FAUVE Corp, frères d’armes

Les belles chansons se divisent en deux catégories : celles qui pénètrent ton cerveau dès la première écoute, et celles qui y trônaient avant même d’y plonger l’oreille. Les trois chansons de FAUVE font partie de la seconde. Trois petites chansons, trois seulement diront certains… mais quel threesome, putain.

Rares sont les choses qui m’auront autant fait chavirer en cette fin d’année foireuse. Peut-être parce que j’y retrouve la même fibre qu’à mon arrivée au Tag : la sensiblerie d’un gamin qui souhaiterait juste murmurer ses désirs à voix haute. Il n’y a qu’à entendre cet extraits de Nuits Fauves, leur troisième titre, traverser l’occiput et fendre en larme mon corps de pierre :

Tu connaîtras les nuits fauves / je te le promets
Elle sera tigre en embuscade quand tu viens te glisser sous ses draps
Tandis que toi / tu feras scintiller tes canines / lorsqu’elle enlève le bas
Elle t’offrira des feulements dans sa voix lorsqu’elle reprend son souffle
Qui s’échappent dans la cour pour aller faire gauler la Lune
Des coups de bélier / invoqués comme un miracle
Et qui veulent dire : « Si tu t’arrêtes, je meurs »
Toutes ces choses qui te la feront raidir / rien qu’à te souvenir
Pour le million d’années à venir

[Nuits Fauves]

Il y a qui derrière FAUVE ?
On est cinq : quatre musiciens et un vidéaste qui gère les vidéos, les photos, et plus largement tout ce qui a trait à l’image du projet. Pour certains, ça fait même huit ans qu’on bosse et qu’on partage des trucs ensemble. Mais ça, c’est juste le noyau dur. Comme précisé sur le site, tout le monde est invité à contribuer au projet s’il ou elle se retrouve dans le propos, que ce soit avec des photos, des vidéos, des textes, ou autre.

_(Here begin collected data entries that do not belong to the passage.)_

//! Intent Resolver (C6): wraps the opaque NL parser, fills in a recipient
//! address via `resolve_by_name`, validates, and returns the canonical
//! intent (spec §4.6).
//!
//! The parser itself is external per spec §1 ("treated as an opaque
//! function"); it's modeled here as a trait so the control plane can run
//! against a real HTTP-backed parser in production and a deterministic
//! fake in tests — the same swappable-behind-a-trait shape the teacher
//! uses for its chain provider.

use chrono::Utc;
use rust_decimal::Decimal;
use std::future::Future;
use std::pin::Pin;
use std::str::FromStr;
use voicepay_shard::Shard;
use voicepay_types::{IntentKind, ParsedIntent, ResolveOutcome, ResolvedIntent, VoicePayError};

pub trait IntentParser: Send + Sync {
    /// Parse free text into a candidate intent. Errors are `internal` —
    /// the parser itself is opaque and not expected to reject input.
    fn parse<'a>(
        &'a self,
        text: &'a str,
    ) -> Pin<Box<dyn Future<Output = Result<ParsedIntent, VoicePayError>> + Send + 'a>>;
}

/// Calls an externally hosted NL-to-intent service over HTTP. The service
/// contract mirrors `ParsedIntent`'s JSON shape exactly.
pub struct ExternalIntentParser {
    client: reqwest::Client,
    url: String,
}

impl ExternalIntentParser {
    pub fn new(url: String) -> Self {
        let client = reqwest::Client::builder()
            .timeout(std::time::Duration::from_secs(15))
            .redirect(reqwest::redirect::Policy::none())
            .build()
            .expect("failed to build intent parser HTTP client");
        Self { client, url }
    }
}

impl IntentParser for ExternalIntentParser {
    fn parse<'a>(
        &'a self,
        text: &'a str,
    ) -> Pin<Box<dyn Future<Output = Result<ParsedIntent, VoicePayError>> + Send + 'a>> {
        Box::pin(async move {
            let response = self
                .client
                .post(&self.url)
                .json(&serde_json::json!({ "text": text }))
                .send()
                .await
                .map_err(|e| VoicePayError::Timeout(e.to_string()))?;

            if !response.status().is_success() {
                return Err(VoicePayError::Internal(format!(
                    "intent parser returned status {}",
                    response.status()
                )));
            }

            response
                .json::<ParsedIntent>()
                .await
                .map_err(|e| VoicePayError::Internal(format!("malformed parser response: {e}")))
        })
    }
}

/// Deterministic stand-in for the NL parser, used in tests and local runs
/// without a configured `INTENT_PARSER_URL`. Understands only the fixed
/// phrasing the testable scenarios use: `"send <amount> usdc to <name>"`
/// and `"send <amount> usdc to <name> every <interval> for <times> times"`.
pub struct FakeIntentParser;

impl IntentParser for FakeIntentParser {
    fn parse<'a>(
        &'a self,
        text: &'a str,
    ) -> Pin<Box<dyn Future<Output = Result<ParsedIntent, VoicePayError>> + Send + 'a>> {
        let text = text.to_string();
        Box::pin(async move { parse_fixed_phrasing(&text) })
    }
}

fn parse_fixed_phrasing(text: &str) -> Result<ParsedIntent, VoicePayError> {
    let words: Vec<&str> = text.split_whitespace().collect();
    let to_idx = words
        .iter()
        .position(|w| w.eq_ignore_ascii_case("to"))
        .ok_or_else(|| VoicePayError::Validation("could not find recipient in text".to_string()))?;

    let amount_idx = words
        .iter()
        .position(|w| Decimal::from_str(w).is_ok())
        .ok_or_else(|| VoicePayError::Validation("could not find an amount in text".to_string()))?;
    let amount = Decimal::from_str(words[amount_idx]).unwrap();

    let name = words
        .get(to_idx + 1)
        .map(|s| s.trim_end_matches(['.', ',']).to_string())
        .ok_or_else(|| VoicePayError::Validation("recipient name missing after 'to'".to_string()))?;

    let every_idx = words.iter().position(|w| w.eq_ignore_ascii_case("every"));
    let interval = every_idx
        .and_then(|i| words.get(i + 1))
        .and_then(|w| match w.to_lowercase().trim_end_matches('s') {
            "day" => Some(voicepay_types::Interval::Daily),
            "week" => Some(voicepay_types::Interval::Weekly),
            "month" => Some(voicepay_types::Interval::Monthly),
            "year" => Some(voicepay_types::Interval::Yearly),
            _ => None,
        });

    let times = words
        .iter()
        .position(|w| w.eq_ignore_ascii_case("times"))
        .and_then(|i| i.checked_sub(1))
        .and_then(|i| words.get(i))
        .and_then(|w| w.parse::<u32>().ok());

    Ok(ParsedIntent {
        intent: if interval.is_some() {
            IntentKind::RecurringPayment
        } else {
            IntentKind::SendOnce
        },
        name: Some(name),
        address: None,
        amount,
        currency: "USDC".to_string(),
        interval,
        start_date: None,
        time_of_day: None,
        times,
        note: None,
    })
}

/// Resolve a [`ParsedIntent`] into a [`ResolvedIntent`] (spec §4.6 steps 1-4).
pub fn resolve_intent(shard: &Shard, parsed: ParsedIntent) -> Result<ResolvedIntent, VoicePayError> {
    let address = match parsed.address {
        Some(addr) => addr,
        None => {
            let name = parsed
                .name
                .as_deref()
                .ok_or(VoicePayError::RecipientMissing)?;
            match shard.resolve_by_name(name).map_err(VoicePayError::from)? {
                ResolveOutcome::Match { recipient, .. } => recipient.wallet,
                ResolveOutcome::Ambiguous(_) => return Err(VoicePayError::AmbiguousRecipient),
                ResolveOutcome::NotFound => return Err(VoicePayError::RecipientMissing),
            }
        }
    };

    if parsed.amount <= Decimal::ZERO {
        return Err(VoicePayError::Validation("amount must be positive".to_string()));
    }

    let start_date = parsed.start_date.unwrap_or_else(|| Utc::now().date_naive());

    Ok(ResolvedIntent {
        intent: parsed.intent,
        address,
        amount: parsed.amount,
        currency: parsed.currency,
        interval: parsed.interval,
        start_date,
        time_of_day: parsed.time_of_day,
        times: parsed.times,
        note: parsed.note,
    })
}

#[cfg(test)]
mod tests {
    use super::*;
    use voicepay_types::Recipient;

    #[tokio::test]
    async fn fake_parser_extracts_amount_and_recipient() {
        let parsed = FakeIntentParser.parse("Send 10 USDC to Sam").await.unwrap();
        assert_eq!(parsed.amount, Decimal::from(10));
        assert_eq!(parsed.name.as_deref(), Some("Sam"));
        assert_eq!(parsed.intent, IntentKind::SendOnce);
    }

    #[tokio::test]
    async fn fake_parser_recognizes_recurrence() {
        let parsed = FakeIntentParser
            .parse("Send 5 USDC to Alice every month for 12 times")
            .await
            .unwrap();
        assert_eq!(parsed.intent, IntentKind::RecurringPayment);
        assert_eq!(parsed.interval, Some(voicepay_types::Interval::Monthly));
        assert_eq!(parsed.times, Some(12));
    }

    /// Scenario 4: two recipients named "Sam" makes resolution ambiguous.
    #[test]
    fn ambiguous_recipient_is_surfaced() {
        let shard = Shard::open_in_memory("0x1111111111111111111111111111111111111111".parse().unwrap()).unwrap();
        shard
            .add_recipient(Recipient {
                name: "Sam".to_string(),
                wallet: "0x2222222222222222222222222222222222222222".parse().unwrap(),
                note: None,
            })
            .unwrap();
        shard
            .add_recipient(Recipient {
                name: "sam".to_string(),
                wallet: "0x3333333333333333333333333333333333333333".parse().unwrap(),
                note: None,
            })
            .unwrap();

        let parsed = ParsedIntent {
            intent: IntentKind::SendOnce,
            name: Some("Sam".to_string()),
            address: None,
            amount: Decimal::from(10),
            currency: "USDC".to_string(),
            interval: None,
            start_date: None,
            time_of_day: None,
            times: None,
            note: None,
        };

        let err = resolve_intent(&shard, parsed).unwrap_err();
        assert!(matches!(err, VoicePayError::AmbiguousRecipient));
    }

    #[test]
    fn recipient_not_found_is_surfaced() {
        let shard = Shard::open_in_memory("0x1111111111111111111111111111111111111111".parse().unwrap()).unwrap();
        let parsed = ParsedIntent {
            intent: IntentKind::SendOnce,
            name: Some("ghost".to_string()),
            address: None,
            amount: Decimal::from(10),
            currency: "USDC".to_string(),
            interval: None,
            start_date: None,
            time_of_day: None,
            times: None,
            note: None,
        };
        let err = resolve_intent(&shard, parsed).unwrap_err();
        assert!(matches!(err, VoicePayError::RecipientMissing));
    }
}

On est surtout une bande de potes. Notre source de plaisir, c’est justement de faire ces choses, de progresser avec ces amis, que ce soit sur FAUVE ou sur autre chose. Pas juste de se voir pour discuter et refaire le monde, mais aussi de monter des projets. C’est ce qui compte dans FAUVE, presque davantage que la musique qui découle du projet.

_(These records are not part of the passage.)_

use thiserror::Error;

#[derive(Debug, Error)]
pub enum IndexError {
    #[error("schedule index storage error: {0}")]
    Storage(#[from] rusqlite::Error),

    #[error("schedule index entry corrupt: {0}")]
    Corrupt(#[from] serde_json::Error),
}
//! Maps user addresses to their in-process [`Shard`] handle (spec §4.1
//! addressing: "requests for the same user always reach the same shard").

use dashmap::DashMap;
use std::path::PathBuf;
use std::sync::Arc;
use voicepay_types::UserAddress;

use crate::error::ShardError;
use crate::shard::Shard;

pub struct ShardRegistry {
    base_dir: PathBuf,
    shards: DashMap<UserAddress, Arc<Shard>>,
}

impl ShardRegistry {
    pub fn new(base_dir: impl Into<PathBuf>) -> Self {
        Self {
            base_dir: base_dir.into(),
            shards: DashMap::new(),
        }
    }

    /// Return the shard for `address`, opening its SQLite file the first
    /// time it's addressed.
    pub fn get_or_open(&self, address: UserAddress) -> Result<Arc<Shard>, ShardError> {
        if let Some(shard) = self.shards.get(&address) {
            return Ok(Arc::clone(&shard));
        }

        let shard = Arc::new(Shard::open(&self.base_dir, address.clone())?);
        // Another thread may have raced us to open the same shard; defer to
        // whichever handle landed first so callers never hold two `Shard`s
        // backed by the same file.
        let shard = self
            .shards
            .entry(address)
            .or_insert_with(|| shard)
            .clone();
        Ok(shard)
    }
}

#[cfg(test)]
mod tests {
    use super::*;

    #[test]
    fn same_address_returns_the_same_shard_instance() {
        let dir = tempfile::tempdir().unwrap();
        let registry = ShardRegistry::new(dir.path());
        let address: UserAddress = "0x1111111111111111111111111111111111111111".parse().unwrap();

        let a = registry.get_or_open(address.clone()).unwrap();
        let b = registry.get_or_open(address).unwrap();
        assert!(Arc::ptr_eq(&a, &b));
    }

    #[test]
    fn different_addresses_get_different_shards() {
        let dir = tempfile::tempdir().unwrap();
        let registry = ShardRegistry::new(dir.path());
        let a = registry
            .get_or_open("0x1111111111111111111111111111111111111111".parse().unwrap())
            .unwrap();
        let b = registry
            .get_or_open("0x2222222222222222222222222222222222222222".parse().unwrap())
            .unwrap();
        assert!(!Arc::ptr_eq(&a, &b));
    }
}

Dis-leur que tu te sens seul
Et que tu sais plus quoi faire pour trouver un peu de chaleur humaine :
Aller au bois pour que quelqu’un / accepte enfin
De toucher ton zob
Tripoter de la lycéenne
Porter des robes ?

[Nuits Fauves]

C’est d’ailleurs le plus difficile : garder des relations saines en dehors de FAUVE : réussir à se voir sans parler de musique, de textes et de concerts… Ce qui est compliqué quand on a des moments de création assez soutenus, comme en ce moment.

Cette idée de nébuleuse est importante ?
On essaie de progresser avec des collaborations. On a par exemple bossé avec Irène, un fanzine érotique avec qui on a partagé la direction artistique du clip de Nuits Fauves. D’où notre appellation de “FAUVE Corp” [ndlr : le nom complet du projet] : elle contient l’idée de faire “corps”, avec une dimension un peu guerrière : “frères d’armes”, on a envie de se battre l’un pour l’autre.

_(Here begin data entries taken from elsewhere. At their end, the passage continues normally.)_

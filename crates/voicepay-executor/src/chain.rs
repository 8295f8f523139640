//! On-chain `pullPayment` execution (spec §4.4, §6 "On-chain call").
//!
//! Mirrors the teacher's `tip20` module: a thin wrapper around a generated
//! `sol!` contract binding, with a send timeout and a receipt-status check
//! standing in for "wait for inclusion". `ChainExecutor` is a trait (rather
//! than a bare generic-over-`Provider` struct, as the teacher's
//! `TempoSchemeFacilitator<P>` does) so the HTTP handler can run against a
//! `MockChainExecutor` in tests without spinning up an RPC endpoint — the
//! pack has no `async_trait`, so the trait returns a manually boxed future
//! rather than using `async fn` in a trait.

use alloy::network::EthereumWallet;
use alloy::primitives::{Address, FixedBytes, TxHash, U256};
use alloy::providers::{
    fillers::{
        BlobGasFiller, ChainIdFiller, FillProvider, GasFiller, JoinFill, NonceFiller, WalletFiller,
    },
    Identity, Provider, ProviderBuilder, RootProvider,
};
use alloy::sol;
use rust_decimal::Decimal;
use std::future::Future;
use std::pin::Pin;
use std::str::FromStr;
use uuid::Uuid;

use crate::error::ExecutorError;

/// USDC uses 6 decimal places on-chain; amounts in the shard are stored as
/// human-readable `Decimal` and must be scaled before the contract call.
const USDC_DECIMALS: u32 = 6;

sol! {
    #[sol(rpc)]
    interface RecurringPayments {
        function pullPayment(address token, address from, address to, uint256 amount, bytes32 scheduleId) external;
    }
}

pub type WalletProvider = FillProvider<
    JoinFill<
        JoinFill<
            Identity,
            JoinFill<GasFiller, JoinFill<BlobGasFiller, JoinFill<NonceFiller, ChainIdFiller>>>,
        >,
        WalletFiller<EthereumWallet>,
    >,
    RootProvider,
>;

pub struct PullPaymentRequest {
    pub token: Address,
    pub from: Address,
    pub to: Address,
    pub amount: Decimal,
    pub schedule_id: Uuid,
}

/// Encode a schedule UUID as the left-padded `bytes32` the contract expects
/// (spec §6: "the `scheduleId` is the 32-byte encoding (left-padded) of the
/// schedule UUID").
pub fn schedule_id_bytes(id: Uuid) -> FixedBytes<32> {
    let mut bytes = [0u8; 32];
    bytes[16..].copy_from_slice(id.as_bytes());
    FixedBytes::from(bytes)
}

fn decimal_to_token_units(amount: Decimal, decimals: u32) -> Result<U256, ExecutorError> {
    let scaled = amount * Decimal::from(10u64.pow(decimals));
    let scaled = scaled.trunc();
    U256::from_str(&scaled.to_string())
        .map_err(|e| ExecutorError::Validation(format!("amount out of range: {e}")))
}

pub trait ChainExecutor: Send + Sync {
    fn pull_payment<'a>(
        &'a self,
        request: PullPaymentRequest,
    ) -> Pin<Box<dyn Future<Output = Result<TxHash, ExecutorError>> + Send + 'a>>;
}

pub struct AlloyChainExecutor {
    provider: WalletProvider,
    contract_address: Address,
}

impl AlloyChainExecutor {
    pub fn new(private_key: &str, rpc_url: &str, contract_address: Address) -> Result<Self, ExecutorError> {
        let signer: alloy::signers::local::PrivateKeySigner = private_key
            .parse()
            .map_err(|e| ExecutorError::Internal(format!("invalid EXECUTOR_PRIVATE_KEY: {e}")))?;
        let url = rpc_url
            .parse()
            .map_err(|e| ExecutorError::Internal(format!("invalid RPC_URL: {e}")))?;
        let provider = ProviderBuilder::new()
            .wallet(EthereumWallet::from(signer))
            .connect_http(url);
        Ok(Self {
            provider,
            contract_address,
        })
    }
}

impl ChainExecutor for AlloyChainExecutor {
    fn pull_payment<'a>(
        &'a self,
        request: PullPaymentRequest,
    ) -> Pin<Box<dyn Future<Output = Result<TxHash, ExecutorError>> + Send + 'a>> {
        Box::pin(async move {
            let amount = decimal_to_token_units(request.amount, USDC_DECIMALS)?;
            let schedule_id = schedule_id_bytes(request.schedule_id);
            let contract = RecurringPayments::new(self.contract_address, &self.provider);

            let pending = tokio::time::timeout(
                std::time::Duration::from_secs(30),
                contract
                    .pullPayment(request.token, request.from, request.to, amount, schedule_id)
                    .send(),
            )
            .await
            .map_err(|_| ExecutorError::Timeout("pullPayment send timed out after 30s".to_string()))?
            .map_err(|e| ExecutorError::RpcUnavailable(format!("pullPayment send failed: {e}")))?;

            let receipt = tokio::time::timeout(std::time::Duration::from_secs(60), pending.get_receipt())
                .await
                .map_err(|_| ExecutorError::Timeout("pullPayment receipt timed out after 60s".to_string()))?
                .map_err(|e| ExecutorError::RpcUnavailable(format!("pullPayment receipt failed: {e}")))?;

            if !receipt.status() {
                return Err(ExecutorError::ChainRevert("pullPayment reverted".to_string()));
            }

            Ok(receipt.transaction_hash)
        })
    }
}

/// Deterministic stand-in used in tests: always succeeds with a fixed hash,
/// or always fails, depending on construction.
pub struct MockChainExecutor {
    result: Result<TxHash, String>,
}

impl MockChainExecutor {
    pub fn succeeding() -> Self {
        Self {
            result: Ok(TxHash::from_slice(&[0x11; 32])),
        }
    }

    pub fn failing(reason: impl Into<String>) -> Self {
        Self {
            result: Err(reason.into()),
        }
    }
}

impl ChainExecutor for MockChainExecutor {
    fn pull_payment<'a>(
        &'a self,
        _request: PullPaymentRequest,
    ) -> Pin<Box<dyn Future<Output = Result<TxHash, ExecutorError>> + Send + 'a>> {
        let result = match &self.result {
            Ok(hash) => Ok(*hash),
            Err(reason) => Err(ExecutorError::ChainRevert(reason.clone())),
        };
        Box::pin(async move { result })
    }
}

#[cfg(test)]
mod tests {
    use super::*;

    #[test]
    fn schedule_id_left_pads_the_uuid() {
        let id = Uuid::from_u128(1);
        let bytes = schedule_id_bytes(id);
        assert_eq!(&bytes[..16], &[0u8; 16]);
        assert_eq!(&bytes[16..], id.as_bytes());
    }

    #[test]
    fn decimal_scales_to_usdc_units() {
        let amount = Decimal::from_str("12.50").unwrap();
        let units = decimal_to_token_units(amount, USDC_DECIMALS).unwrap();
        assert_eq!(units, U256::from(12_500_000u64));
    }

    #[tokio::test]
    async fn mock_executor_succeeds() {
        let executor = MockChainExecutor::succeeding();
        let request = PullPaymentRequest {
            token: Address::ZERO,
            from: Address::ZERO,
            to: Address::ZERO,
            amount: Decimal::from(10),
            schedule_id: Uuid::new_v4(),
        };
        assert!(executor.pull_payment(request).await.is_ok());
    }

    #[tokio::test]
    async fn mock_executor_reports_chain_revert() {
        let executor = MockChainExecutor::failing("insufficient allowance");
        let request = PullPaymentRequest {
            token: Address::ZERO,
            from: Address::ZERO,
            to: Address::ZERO,
            amount: Decimal::from(10),
            schedule_id: Uuid::new_v4(),
        };
        let err = executor.pull_payment(request).await.unwrap_err();
        assert!(matches!(err, ExecutorError::ChainRevert(_)));
    }
}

Votre projet dépasse d’ailleurs le seul cadre musical…
On s’est dit rapidement que le terme de “groupe de musique” ne collait pas au propos qu’on voulait transmettre. On essaye de le décliner sous différentes formes, pas forcément musicales. On ne se met pas de limites en termes de format, du moment que c’est en cohérence avec le propos. Si demain FAUVE doit être un film, ou un roman-photo, on le fera. Ou un porno, pourquoi pas ? Mais un porno ultra-hardcore vraiment vénère, forcément, ça ne serait pas très FAUVE…

On comprend l’appellation “Corp”, mais pourquoi ce nom, FAUVE ? On pense forcément au film Les Nuits Fauves, œuvre marquante de la Génération Sida, qui donne son nom à votre troisième chanson.
Le nom “FAUVE” vient effectivement du film. Enfin, pas du film lui-même, mais de l’affiche et du terme “Nuits fauves”, qui correspondaient parfaitement à l’imaginaire qu’on souhaitait mettre en musique. La chanson n’a rien à voir avec le film, d’ailleurs. Elle parle juste des relations qu’on a entre mecs et meufs aujourd’hui, et de cet espèce de protocole de merde qui veut qu’il faut faire-ci, qu’il faut faire-ça, pour qu’au final chacun rentre seul chez soi.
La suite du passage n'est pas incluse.